In 2021, the American Rescue Plan (ARP) briefly however considerably expanded the federal youngster tax credit score (CTC), and youngster poverty fell from 9.7 p.c to five.2 p.c. Since then, state policymakers throughout the nation have labored on setting up a CTC for their very own states.
The truth is, 12 of the 15 present state CTCs had been both enacted or expanded after the ARP was handed.
Nonetheless, the construction and dimension of those credit varies considerably. State credit score quantities vary from $100 to $1,750 per eligible youngster, and a few credit are broadly obtainable to most households whereas others are extra narrowly focused at households with low earnings or younger kids.
To assist state decisionmakers perceive the coverage selections concerned in designing a brand new or expanded credit score, we used the Tax Coverage Middle state tax mannequin to investigate 36 variations of a hypothetical youngster tax credit score in 4 states that at present don’t present one: Illinois, Michigan, Nebraska, and Virginia.
Listed here are three classes from our new report on state child tax credits:
1. A state’s present tax insurance policies can have an effect on who advantages from a CTC
A nonrefundable credit score can solely profit households with taxable earnings, and tax system options that cut back taxable earnings, resembling a normal deduction, fluctuate considerably throughout states.
For instance, Nebraska presents a beneficiant customary deduction, and meaning many low-income Nebraska households pay little or no state tax. Nonetheless, it additionally means a big share of low-income Nebraska households wouldn’t profit from a nonrefundable CTC.
In distinction, if a refundable credit score exceeds a family’s state earnings tax legal responsibility, the family receives the surplus quantity as a refund cost from the state. Thus, refundable CTC proposals we analyzed tended to ship a bigger share of their complete tax advantages to households with lower than $30,000 in adjusted gross earnings (AGI) in comparison with nonrefundable credit score proposals.
2. Age restrictions can assist ship massive, broad advantages, however to a smaller share of households
Each technique for limiting the income value of a state CTC comes with a tradeoff. Nonrefundable credit typically don’t profit households with the bottom incomes, tight earnings phase-outs limit the profit to solely low-income households, and small credit score quantities present comparatively small advantages to eligible households.
Limiting the CTC to households with younger kids reduces the general share of households benefiting from the credit score, however it permits the state to offer a comparatively massive tax reduce to households with a variety of incomes for a diminished annual income value. Michigan’s outcomes, age-restricted CTCs usually offered a bigger common annual tax reduce than CTCs obtainable to all kids youthful than age 17 at related annual income prices.
3. Most youngster tax credit present a big share of their complete tax profit to middle-income households
Center-income households usually see a comparatively massive share of a CTC’s complete tax profit as a result of the scale of the tax reduce is determined by the variety of eligible kids within the family and never the family’s earnings stage (because it does with a person earnings tax price reduce).
Additional, whereas some coverage levers stop low-income households from benefiting (nonrefundable credit) and a few stop high-income households from benefiting (earnings phase-outs), a big share of middle-income households usually profit from a state CTC until the earnings phase-out is about at a really low stage.

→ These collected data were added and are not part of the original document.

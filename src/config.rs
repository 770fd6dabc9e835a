use std::path::PathBuf;

use clap::Parser;
use thiserror::Error;

#[derive(Debug, Error)]
pub enum ConfigError {
    #[error("invalid value for {name}: {message}")]
    InvalidValue { name: String, message: String },
}

/// Command line arguments.
#[derive(Parser, Debug, Clone)]
#[command(version, about, long_about = None)]
pub struct Args {
    /// Forum base URL, e.g. https://forum.example.com
    #[arg(long)]
    pub url: String,

    /// Search query
    #[arg(long)]
    pub query: String,

    /// Feed title. Defaults to the forum URL
    #[arg(long)]
    pub name: Option<String>,

    /// File to write the feed to. Writes to stdout when omitted
    #[arg(long)]
    pub output: Option<PathBuf>,
}

/// Validated settings for one conversion run.
#[derive(Debug, Clone)]
pub struct Config {
    /// Forum base URL without a trailing slash. Also used as the feed id.
    pub base_url: String,
    pub query: String,
    pub feed_title: String,
    pub output: Option<PathBuf>,
}

impl Config {
    /// Build the run configuration from parsed arguments.
    #[must_use]
    pub fn from_args(args: Args) -> Self {
        let base_url = normalize_base_url(&args.url);
        let feed_title = args.name.unwrap_or_else(|| base_url.clone());

        Self {
            base_url,
            query: args.query,
            feed_title,
            output: args.output,
        }
    }

    /// Validate that the configuration is usable.
    ///
    /// # Errors
    ///
    /// Returns an error if the base URL is not an absolute http(s) URL. The
    /// query is sent as given, even when blank.
    pub fn validate(&self) -> Result<(), ConfigError> {
        let parsed = url::Url::parse(&self.base_url).map_err(|e| ConfigError::InvalidValue {
            name: "--url".to_string(),
            message: format!("'{}' is not a valid URL: {e}", self.base_url),
        })?;
        if !matches!(parsed.scheme(), "http" | "https") {
            return Err(ConfigError::InvalidValue {
                name: "--url".to_string(),
                message: format!("scheme must be http or https, got '{}'", parsed.scheme()),
            });
        }
        Ok(())
    }
}

fn normalize_base_url(url: &str) -> String {
    url.trim().trim_end_matches('/').to_string()
}
use thiserror::Error;

use crate::record::TimestampError;

/// Ways a search fetch can fail. Any of them aborts the whole run.
#[derive(Debug, Error)]
pub enum SearchError {
    #[error("search request failed: {0}")]
    Request(#[from] reqwest::Error),
    /// The body was not JSON at all. Carries the body so the caller can see
    /// what the server returned instead.
    #[error("failed to parse: {body}")]
    SearchFailure {
        body: String,
        #[source]
        source: serde_json::Error,
    },
    #[error("unexpected search response shape: {0}")]
    UnexpectedShape(#[source] serde_json::Error),
    #[error("post {post_number} references topic {topic_id}, which is missing from the response")]
    MissingTopic { topic_id: u64, post_number: u64 },
    #[error(transparent)]
    Timestamp(#[from] TimestampError),
}
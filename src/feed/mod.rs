//! Atom feed construction from post records.

mod atom;

use chrono::{DateTime, FixedOffset};

use crate::record::PostRecord;

/// Atom feed document, one entry per record.
#[derive(Debug, Clone, PartialEq, Eq)]
pub struct AtomFeed {
    pub id: String,
    pub title: String,
    /// Latest entry timestamp; `None` when the feed has no entries.
    pub updated: Option<DateTime<FixedOffset>>,
    pub entries: Vec<AtomEntry>,
}

#[derive(Debug, Clone, PartialEq, Eq)]
pub struct AtomEntry {
    pub id: String,
    pub title: String,
    pub link: String,
    pub content: String,
    pub updated: DateTime<FixedOffset>,
}

impl From<&PostRecord> for AtomEntry {
    fn from(record: &PostRecord) -> Self {
        Self {
            id: record.url.clone(),
            title: record.title.clone(),
            link: record.url.clone(),
            content: record.snippet.clone(),
            updated: record.timestamp,
        }
    }
}

impl AtomFeed {
    /// Build a feed identified by `feed_id`, keeping record order.
    #[must_use]
    pub fn from_records(records: &[PostRecord], feed_id: &str, feed_title: &str) -> Self {
        Self {
            id: feed_id.to_string(),
            title: feed_title.to_string(),
            updated: latest_updated(records),
            entries: records.iter().map(AtomEntry::from).collect(),
        }
    }

    /// Serialize as an indented Atom 1.0 document.
    ///
    /// # Errors
    ///
    /// Only fails if the underlying XML writer does, which an in-memory
    /// buffer does not.
    pub fn render(&self) -> quick_xml::Result<Vec<u8>> {
        atom::write_feed(self)
    }
}

/// Most recent record timestamp. On ties the earliest record wins.
#[must_use]
pub fn latest_updated(records: &[PostRecord]) -> Option<DateTime<FixedOffset>> {
    records
        .iter()
        .map(|record| record.timestamp)
        .reduce(|latest, ts| if ts > latest { ts } else { latest })
}

/// Render records straight to Atom bytes.
///
/// # Errors
///
/// See [`AtomFeed::render`].
pub fn render(records: &[PostRecord], feed_id: &str, feed_title: &str) -> quick_xml::Result<Vec<u8>> {
    AtomFeed::from_records(records, feed_id, feed_title).render()
}
//! Post records: the flat form of a search hit that the feed is built from.

use chrono::{DateTime, FixedOffset};
use thiserror::Error;

use crate::discourse::{SearchPost, SearchTopic};

/// Layout of a Discourse `created_at` value, e.g. `2024-01-02T03:04:05.123456+00:00`.
const CREATED_AT_FORMAT: &str = "%Y-%m-%dT%H:%M:%S%.f%z";

/// Byte offset of the `.` that starts the fractional seconds.
const FRACTION_OFFSET: usize = 19;

/// Fractional seconds carry at most microsecond precision.
const MAX_FRACTION_DIGITS: usize = 6;

#[derive(Debug, Error)]
pub enum TimestampError {
    #[error("timestamp '{0}' has no fractional seconds")]
    MissingFraction(String),
    #[error("timestamp '{0}' must have 1 to 6 fractional second digits")]
    FractionDigits(String),
    #[error("timestamp '{value}' is not a valid post timestamp: {source}")]
    Format {
        value: String,
        #[source]
        source: chrono::ParseError,
    },
}

/// One matched post, ready to become a feed entry.
#[derive(Debug, Clone, PartialEq, Eq)]
pub struct PostRecord {
    /// `<topic title> [<post number>]`
    pub title: String,
    /// Deep link `<base url>/t/<topic id>/<post number>`, unique per fetch.
    pub url: String,
    /// `<author>: <blurb>`
    pub snippet: String,
    pub timestamp: DateTime<FixedOffset>,
}

impl PostRecord {
    /// Derive a record from a search hit and the topic it belongs to.
    ///
    /// # Errors
    ///
    /// Returns an error if the post's `created_at` is not in the strict
    /// Discourse timestamp layout.
    pub fn from_search_post(
        base_url: &str,
        topic: &SearchTopic,
        post: &SearchPost,
    ) -> Result<Self, TimestampError> {
        Ok(Self {
            title: format!("{} [{}]", topic.fancy_title, post.post_number),
            url: post_url(base_url, post.topic_id, post.post_number),
            snippet: format!("{}: {}", post.author(), post.blurb),
            timestamp: parse_created_at(&post.created_at)?,
        })
    }
}

/// Build the permalink of a post within its topic.
#[must_use]
pub fn post_url(base_url: &str, topic_id: u64, post_number: u64) -> String {
    format!("{base_url}/t/{topic_id}/{post_number}")
}

/// Parse a post creation timestamp.
///
/// Fractional seconds and a UTC offset are mandatory; a trailing `Z` counts
/// as `+00:00`.
///
/// # Errors
///
/// Returns an error if the value deviates from the expected layout.
pub fn parse_created_at(value: &str) -> Result<DateTime<FixedOffset>, TimestampError> {
    // chrono treats `%.f` as optional, so check for the fraction up front
    if value.as_bytes().get(FRACTION_OFFSET) != Some(&b'.') {
        return Err(TimestampError::MissingFraction(value.to_string()));
    }
    // ...and accepts up to nanoseconds, so bound the digit count too
    let digits = value.as_bytes()[FRACTION_OFFSET + 1..]
        .iter()
        .take_while(|b| b.is_ascii_digit())
        .count();
    if digits == 0 || digits > MAX_FRACTION_DIGITS {
        return Err(TimestampError::FractionDigits(value.to_string()));
    }

    let normalized = value
        .strip_suffix('Z')
        .map_or_else(|| value.to_string(), |rest| format!("{rest}+00:00"));

    DateTime::parse_from_str(&normalized, CREATED_AT_FORMAT).map_err(|source| {
        TimestampError::Format {
            value: value.to_string(),
            source,
        }
    })
}

#[cfg(test)]
mod tests {
    use chrono::{TimeZone, Timelike};

    use super::*;

    fn topic() -> SearchTopic {
        SearchTopic {
            id: 5,
            fancy_title: "Hello World".to_string(),
        }
    }

    fn post(name: Option<&str>) -> SearchPost {
        SearchPost {
            topic_id: 5,
            post_number: 3,
            name: name.map(ToString::to_string),
            username: "alice".to_string(),
            blurb: "first line of the post".to_string(),
            created_at: "2024-01-02T03:04:05.123456+00:00".to_string(),
        }
    }

    #[test]
    fn test_record_fields() {
        let record =
            PostRecord::from_search_post("https://forum.example.com", &topic(), &post(None))
                .unwrap();

        assert_eq!(record.title, "Hello World [3]");
        assert_eq!(record.url, "https://forum.example.com/t/5/3");
        assert_eq!(record.snippet, "alice: first line of the post");
        assert_eq!(record.timestamp.to_rfc3339(), "2024-01-02T03:04:05.123456+00:00");
    }

    #[test]
    fn test_author_prefers_display_name() {
        let record = PostRecord::from_search_post(
            "https://forum.example.com",
            &topic(),
            &post(Some("Alice A.")),
        )
        .unwrap();
        assert_eq!(record.snippet, "Alice A.: first line of the post");
    }

    #[test]
    fn test_parse_created_at_offsets() {
        let utc = parse_created_at("2024-01-02T03:04:05.123+00:00").unwrap();
        assert_eq!(
            utc,
            FixedOffset::east_opt(0)
                .unwrap()
                .with_ymd_and_hms(2024, 1, 2, 3, 4, 5)
                .unwrap()
                .with_nanosecond(123_000_000)
                .unwrap()
        );

        let zulu = parse_created_at("2024-01-02T03:04:05.123Z").unwrap();
        assert_eq!(zulu, utc);

        let compact = parse_created_at("2024-01-02T03:04:05.123+0000").unwrap();
        assert_eq!(compact, utc);

        let shifted = parse_created_at("2024-01-02T05:04:05.123+02:00").unwrap();
        assert_eq!(shifted, utc);
        assert_eq!(shifted.offset().local_minus_utc(), 7200);
    }

    #[test]
    fn test_parse_created_at_is_strict() {
        assert!(matches!(
            parse_created_at("2024-01-02T03:04:05+00:00"),
            Err(TimestampError::MissingFraction(_))
        ));
        assert!(matches!(
            parse_created_at("2024-01-02T03:04:05.1234567+00:00"),
            Err(TimestampError::FractionDigits(_))
        ));
        assert!(matches!(
            parse_created_at("2024-01-02T03:04:05.123456789Z"),
            Err(TimestampError::FractionDigits(_))
        ));
        assert!(matches!(
            parse_created_at("2024-01-02T03:04:05.+00:00"),
            Err(TimestampError::FractionDigits(_))
        ));
        assert!(parse_created_at("2024-01-02T03:04:05.1+00:00").is_ok());
        assert!(parse_created_at("2024-01-02T03:04:05.123456+00:00").is_ok());
        assert!(matches!(
            parse_created_at("2024-01-02T03:04:05.123"),
            Err(TimestampError::Format { .. })
        ));
        assert!(matches!(
            parse_created_at("2024-01-02 03:04:05.123+00:00"),
            Err(TimestampError::Format { .. })
        ));
        assert!(parse_created_at("yesterday").is_err());
        assert!(parse_created_at("").is_err());
    }
}
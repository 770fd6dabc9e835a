//! Discourse search API client.
//!
//! Issues a single `search.json` request against a forum and flattens the
//! matched posts into [`PostRecord`](crate::record::PostRecord)s.

mod error;
mod models;
mod search;

pub use error::SearchError;
pub use models::{SearchPost, SearchResponse, SearchTopic};
pub use search::{fetch_records, parse_records, search_url};
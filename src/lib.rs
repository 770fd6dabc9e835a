//! Discourse search to Atom.
//!
//! Runs a keyword search against a Discourse forum and renders the matching
//! posts as an Atom feed.

pub mod config;
pub mod constants;
pub mod discourse;
pub mod feed;
pub mod output;
pub mod record;
//! Engine error types

use crate::class::ClassId;
use crate::value::ContextToken;
use thiserror::Error;

/// Errors returned by the engine API.
///
/// Script-level failures are always reported as [`EngineError::Thrown`]: the
/// exception itself is pending on the context and can be retrieved with
/// [`EngineContext::take_exception`](crate::EngineContext::take_exception).
#[derive(Debug, Clone, PartialEq, Eq, Error)]
pub enum EngineError {
    /// A script exception is pending on the context
    #[error("exception pending")]
    Thrown,

    /// The context has been freed
    #[error("context {0} has been freed")]
    ContextFreed(ContextToken),

    /// Class is not registered with this runtime
    #[error("class {0} is not registered")]
    UnknownClass(ClassId),
}

/// Result type for engine operations.
pub type JsResult<T> = Result<T, EngineError>;
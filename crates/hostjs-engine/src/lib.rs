//! hostjs-engine: the native script engine behind hostjs
//!
//! This crate provides the small native contract the bridge is written
//! against:
//! - class registration with per-class finalizers and opaque instance slots
//! - native functions dispatched by an integer `magic` identifier
//! - a mark-sweep collector that runs finalizers for unreachable instances
//! - an interrupt hook polled at every call boundary
//! - exceptions that are thrown and caught across the native boundary
//!
//! It has no parser; script-level behavior (property lookup, `new`,
//! `instanceof`, subclassing) is reached through [`EngineContext`].
//!
//! # Ownership
//!
//! Every function that creates or returns a [`RawValue`] hands the caller
//! one host reference on it. Arguments are borrowed. Host references are
//! released with [`EngineRuntime::free_value`]. Values stored in object
//! properties are kept alive by tracing, not by host references.

pub mod class;
pub mod context;
pub mod error;
pub mod gc;
pub mod heap;
pub mod object;
pub mod runtime;
pub mod value;

pub use class::{ClassDef, ClassFinalizer, ClassId, FinalizeInfo};
pub use context::{EngineContext, ErrorKind, PropertyDescriptor};
pub use error::{EngineError, JsResult};
pub use gc::GcStats;
pub use object::{CFunction, FunctionKind, Opaque, PropertyFlags};
pub use runtime::{EngineRuntime, InterruptHandler, RuntimeLimits};
pub use value::{ContextToken, ObjectId, RawValue, RuntimeToken};
//! Instance binding
//!
//! Attaches a host object to a freshly constructed instance through the
//! instance's opaque slot, and detaches it again on finalization. In
//! handle-store mode the slot holds a handle ID; in direct mode it holds
//! the shared [`BoundObject`] itself.

use super::{BoundObject, HostEntry};
use crate::context::Context;
use crate::error::{Error, Result};
use crate::handle::HandleId;
use crate::registry;
use crate::runtime::BindingMode;
use hostjs_engine::{Opaque, RawValue};
use std::sync::Arc;

/// Bind `object` to `instance`.
pub(crate) fn bind(ctx: &Context, instance: &RawValue, object: BoundObject) -> Result<()> {
    let engine = ctx.engine();
    match ctx.binding_mode() {
        BindingMode::HandleStore => {
            let id = ctx.handles().try_store(HostEntry::Object(object))?;
            if !engine.set_opaque(instance, Opaque::Word(id.as_word())) {
                ctx.handles().delete(id);
                return Err(Error::NotAnInstance);
            }
            log::trace!("instance bound to handle {}", id);
        }
        BindingMode::Direct => {
            if !engine.set_opaque(instance, Opaque::Shared(Arc::new(object))) {
                return Err(Error::NotAnInstance);
            }
        }
    }
    Ok(())
}

/// The host object bound to `instance`.
pub(crate) fn resolve(ctx: &Context, instance: &RawValue) -> Result<BoundObject> {
    if !instance.is_object() {
        return Err(Error::NotAnObject);
    }
    let Some((_, opaque)) = ctx.engine().opaque(instance) else {
        return Err(if ctx.engine().class_id(instance).is_user() {
            Error::NoInstanceData
        } else {
            Error::NotAnInstance
        });
    };
    match opaque {
        Opaque::Word(word) => {
            let entry = home(ctx, instance)?
                .handles()
                .load(HandleId::from_word(word))
                .ok_or(Error::NoInstanceData)?;
            match entry {
                HostEntry::Object(object) => Ok(object),
                _ => Err(Error::NotAnInstance),
            }
        }
        Opaque::Shared(shared) => shared
            .downcast_ref::<BoundObject>()
            .cloned()
            .ok_or(Error::NotAnInstance),
    }
}

/// Detach the binding described by an opaque slot.
///
/// `ctx` is only needed for handle IDs; a direct binding carries its object.
pub(crate) fn release(ctx: Option<&Context>, opaque: Opaque) -> Option<BoundObject> {
    match opaque {
        Opaque::Word(word) => match ctx?.handles().take(HandleId::from_word(word))? {
            HostEntry::Object(object) => Some(object),
            _ => None,
        },
        Opaque::Shared(shared) => shared.downcast_ref::<BoundObject>().cloned(),
    }
}

/// Undo [`bind`] on a live instance.
pub(crate) fn unbind(ctx: &Context, instance: &RawValue) -> Option<BoundObject> {
    let home = home(ctx, instance).ok()?;
    let opaque = ctx.engine().take_opaque(instance)?;
    release(Some(&home), opaque)
}

/// The context whose handle store holds the binding of `instance`: the
/// one the instance was created in.
fn home(ctx: &Context, instance: &RawValue) -> Result<Context> {
    match ctx.engine().owner_of(instance) {
        Some(owner) if owner != ctx.token() => registry::get_context(owner),
        _ => Ok(ctx.clone()),
    }
}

Taken collectively, Tax Policy Center state tax model estimates for varied credit in Illinois, Michigan, Nebraska, and Virginia present how policymakers can choose and select quite a few variations of a state CTC to seek out the proper model of the credit score for his or her state.
Particularly, they’ll resolve the quantity of the credit score, age eligibility guidelines for youngsters, earnings limitations for the filer, and whether or not or not the credit score is refundable. In brief, making these insurance policies extra beneficiant will increase advantages to eligible households or broadens the assist throughout extra households, however at a better annual income value.
Policymakers ought to concentrate on these tradeoffs and select in accordance with their very own particular fiscal circumstances and coverage priorities.